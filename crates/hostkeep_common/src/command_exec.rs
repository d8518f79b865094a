//! Command Executor - the single seam to external tools
//!
//! Runs one external command, waits for it, captures exit status and
//! output, and tees every output line into the log at debug level.
//! It does NOT interpret results: the step runner classifies them.

use std::collections::VecDeque;
use std::fmt;
use std::io::{self, BufRead, BufReader, Read};
use std::process::{Command, Stdio};
use std::sync::Mutex;
use std::thread;
use std::time::Instant;
use tracing::{debug, trace};

/// Maximum output kept in memory per stream
const MAX_OUTPUT_BYTES: usize = 64 * 1024;

/// A fully described external command
#[derive(Debug, Clone, PartialEq, Eq)]
pub struct CommandSpec {
    pub program: String,
    pub args: Vec<String>,
    pub env: Vec<(String, String)>,
    /// Exit codes besides 0 that mean "nothing to do"
    pub benign_codes: Vec<i32>,
}

impl CommandSpec {
    pub fn new(program: impl Into<String>) -> Self {
        Self {
            program: program.into(),
            args: Vec::new(),
            env: Vec::new(),
            benign_codes: Vec::new(),
        }
    }

    pub fn arg(mut self, arg: impl Into<String>) -> Self {
        self.args.push(arg.into());
        self
    }

    pub fn args<I, S>(mut self, args: I) -> Self
    where
        I: IntoIterator<Item = S>,
        S: Into<String>,
    {
        self.args.extend(args.into_iter().map(Into::into));
        self
    }

    pub fn env(mut self, key: impl Into<String>, value: impl Into<String>) -> Self {
        self.env.push((key.into(), value.into()));
        self
    }

    pub fn benign_codes(mut self, codes: &[i32]) -> Self {
        self.benign_codes.extend_from_slice(codes);
        self
    }

    /// Command line as it would be typed
    pub fn command_line(&self) -> String {
        if self.args.is_empty() {
            self.program.clone()
        } else {
            format!("{} {}", self.program, self.args.join(" "))
        }
    }
}

impl fmt::Display for CommandSpec {
    fn fmt(&self, f: &mut fmt::Formatter<'_>) -> fmt::Result {
        f.write_str(&self.command_line())
    }
}

/// What a finished command left behind
#[derive(Debug, Clone, Default, PartialEq, Eq)]
pub struct CommandOutput {
    /// None when the process was killed by a signal
    pub exit_code: Option<i32>,
    pub stdout: String,
    pub stderr: String,
    pub duration_ms: u64,
}

impl CommandOutput {
    /// Zero, or one of the command's benign codes
    pub fn succeeded(&self, spec: &CommandSpec) -> bool {
        match self.exit_code {
            Some(0) => true,
            Some(code) => spec.benign_codes.contains(&code),
            None => false,
        }
    }

    /// True only for a benign non-zero code
    pub fn was_noop(&self, spec: &CommandSpec) -> bool {
        matches!(self.exit_code, Some(code) if code != 0 && spec.benign_codes.contains(&code))
    }

    pub fn describe_exit(&self) -> String {
        match self.exit_code {
            Some(code) => format!("exit {}", code),
            None => "killed by signal".to_string(),
        }
    }

    /// Last non-empty stderr line, for outcome messages
    pub fn last_error_line(&self) -> Option<&str> {
        self.stderr
            .lines()
            .rev()
            .map(str::trim)
            .find(|l| !l.is_empty())
    }
}

/// Executes external commands
pub trait CommandRunner {
    /// Run to completion; `Err` only when the process could not be started
    fn run(&self, spec: &CommandSpec) -> io::Result<CommandOutput>;
}

// ============================================================================
// System runner (production)
// ============================================================================

/// Runs real processes with stdin detached
#[derive(Debug, Default, Clone, Copy)]
pub struct SystemRunner;

impl SystemRunner {
    pub fn new() -> Self {
        Self
    }
}

impl CommandRunner for SystemRunner {
    fn run(&self, spec: &CommandSpec) -> io::Result<CommandOutput> {
        let start = Instant::now();
        debug!(target: "hostkeep::exec", "running: {}", spec);

        let mut child = Command::new(&spec.program)
            .args(&spec.args)
            .envs(spec.env.iter().map(|(k, v)| (k.as_str(), v.as_str())))
            .stdin(Stdio::null())
            .stdout(Stdio::piped())
            .stderr(Stdio::piped())
            .spawn()?;

        let stdout = child.stdout.take();
        let stderr = child.stderr.take();
        let program = spec.program.as_str();

        let (stdout, stderr) = thread::scope(|s| {
            let out = s.spawn(|| tee_lines(stdout, program, "stdout"));
            let err = s.spawn(|| tee_lines(stderr, program, "stderr"));
            (out.join().unwrap_or_default(), err.join().unwrap_or_default())
        });

        let status = child.wait()?;
        let output = CommandOutput {
            exit_code: status.code(),
            stdout,
            stderr,
            duration_ms: start.elapsed().as_millis() as u64,
        };
        debug!(
            target: "hostkeep::exec",
            "finished: {} ({}, {}ms)",
            spec,
            output.describe_exit(),
            output.duration_ms
        );
        Ok(output)
    }
}

fn tee_lines<R: Read>(stream: Option<R>, program: &str, channel: &str) -> String {
    let Some(stream) = stream else {
        return String::new();
    };
    let mut reader = BufReader::new(stream);
    let mut captured = String::new();
    let mut truncated = false;
    let mut buf = Vec::new();
    // read to EOF even past the cap so the child never sees a closed pipe
    loop {
        buf.clear();
        match reader.read_until(b'\n', &mut buf) {
            Ok(0) => break,
            Ok(_) => {}
            Err(e) if e.kind() == io::ErrorKind::Interrupted => continue,
            Err(e) => {
                debug!(target: "hostkeep::exec", "[{} {}] read error: {}", program, channel, e);
                break;
            }
        }
        let line = String::from_utf8_lossy(&buf);
        let line = line.trim_end_matches(['\n', '\r']);
        debug!(target: "hostkeep::exec", "[{} {}] {}", program, channel, line);
        if truncated {
            continue;
        }
        if captured.len() + line.len() < MAX_OUTPUT_BYTES {
            captured.push_str(line);
            captured.push('\n');
        } else {
            truncated = true;
            trace!(target: "hostkeep::exec", "output of {} truncated in memory", program);
        }
    }
    captured
}

// ============================================================================
// Fake runner (tests)
// ============================================================================

/// Scripted response for a command line prefix
#[derive(Debug, Clone)]
pub struct FakeResponse {
    pub exit_code: Option<i32>,
    pub stdout: String,
    pub stderr: String,
    /// Simulate a program that cannot be spawned
    pub spawn_error: bool,
}

impl FakeResponse {
    pub fn ok(stdout: &str) -> Self {
        Self {
            exit_code: Some(0),
            stdout: stdout.to_string(),
            stderr: String::new(),
            spawn_error: false,
        }
    }

    pub fn exit(code: i32, stderr: &str) -> Self {
        Self {
            exit_code: Some(code),
            stdout: String::new(),
            stderr: stderr.to_string(),
            spawn_error: false,
        }
    }

    pub fn not_found() -> Self {
        Self {
            exit_code: None,
            stdout: String::new(),
            stderr: String::new(),
            spawn_error: true,
        }
    }
}

/// Deterministic runner: answers by longest matching command-line prefix,
/// records every invocation, and never touches the host
#[derive(Debug, Default)]
pub struct FakeRunner {
    responses: Vec<(String, FakeResponse)>,
    queued: Mutex<Vec<(String, VecDeque<FakeResponse>)>>,
    calls: Mutex<Vec<String>>,
}

impl FakeRunner {
    /// Every command succeeds with empty output unless scripted
    pub fn new() -> Self {
        Self::default()
    }

    /// Script a response for commands starting with `prefix`
    pub fn respond(mut self, prefix: &str, response: FakeResponse) -> Self {
        self.responses.push((prefix.to_string(), response));
        self
    }

    /// Script a one-shot response, consumed before the permanent ones
    pub fn respond_once(self, prefix: &str, response: FakeResponse) -> Self {
        {
            let mut queued = self.queued.lock().unwrap_or_else(|e| e.into_inner());
            match queued.iter_mut().find(|(p, _)| p == prefix) {
                Some((_, q)) => q.push_back(response),
                None => queued.push((prefix.to_string(), VecDeque::from([response]))),
            }
        }
        self
    }

    /// Command lines run so far, in order
    pub fn calls(&self) -> Vec<String> {
        self.calls.lock().unwrap_or_else(|e| e.into_inner()).clone()
    }

    /// Number of invocations whose command line starts with `prefix`
    pub fn count(&self, prefix: &str) -> usize {
        self.calls().iter().filter(|c| c.starts_with(prefix)).count()
    }

    fn lookup(&self, line: &str) -> FakeResponse {
        {
            let mut queued = self.queued.lock().unwrap_or_else(|e| e.into_inner());
            let best = queued
                .iter_mut()
                .filter(|(p, q)| line.starts_with(p.as_str()) && !q.is_empty())
                .max_by_key(|(p, _)| p.len());
            if let Some((_, q)) = best {
                if let Some(resp) = q.pop_front() {
                    return resp;
                }
            }
        }
        self.responses
            .iter()
            .filter(|(p, _)| line.starts_with(p.as_str()))
            .max_by_key(|(p, _)| p.len())
            .map(|(_, r)| r.clone())
            .unwrap_or_else(|| FakeResponse::ok(""))
    }
}

impl CommandRunner for FakeRunner {
    fn run(&self, spec: &CommandSpec) -> io::Result<CommandOutput> {
        let line = spec.command_line();
        self.calls
            .lock()
            .unwrap_or_else(|e| e.into_inner())
            .push(line.clone());

        let resp = self.lookup(&line);
        if resp.spawn_error {
            return Err(io::Error::new(
                io::ErrorKind::NotFound,
                format!("{}: command not found", spec.program),
            ));
        }
        Ok(CommandOutput {
            exit_code: resp.exit_code,
            stdout: resp.stdout,
            stderr: resp.stderr,
            duration_ms: 0,
        })
    }
}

_ _ _ _ _ _ _

● **INSTRUCTIONS FOR THE TASK**
Using the records above, copy each line that contains "Instant".

● **SOLVED PROBLEM**
use std::time::Instant;
        let start = Instant::now();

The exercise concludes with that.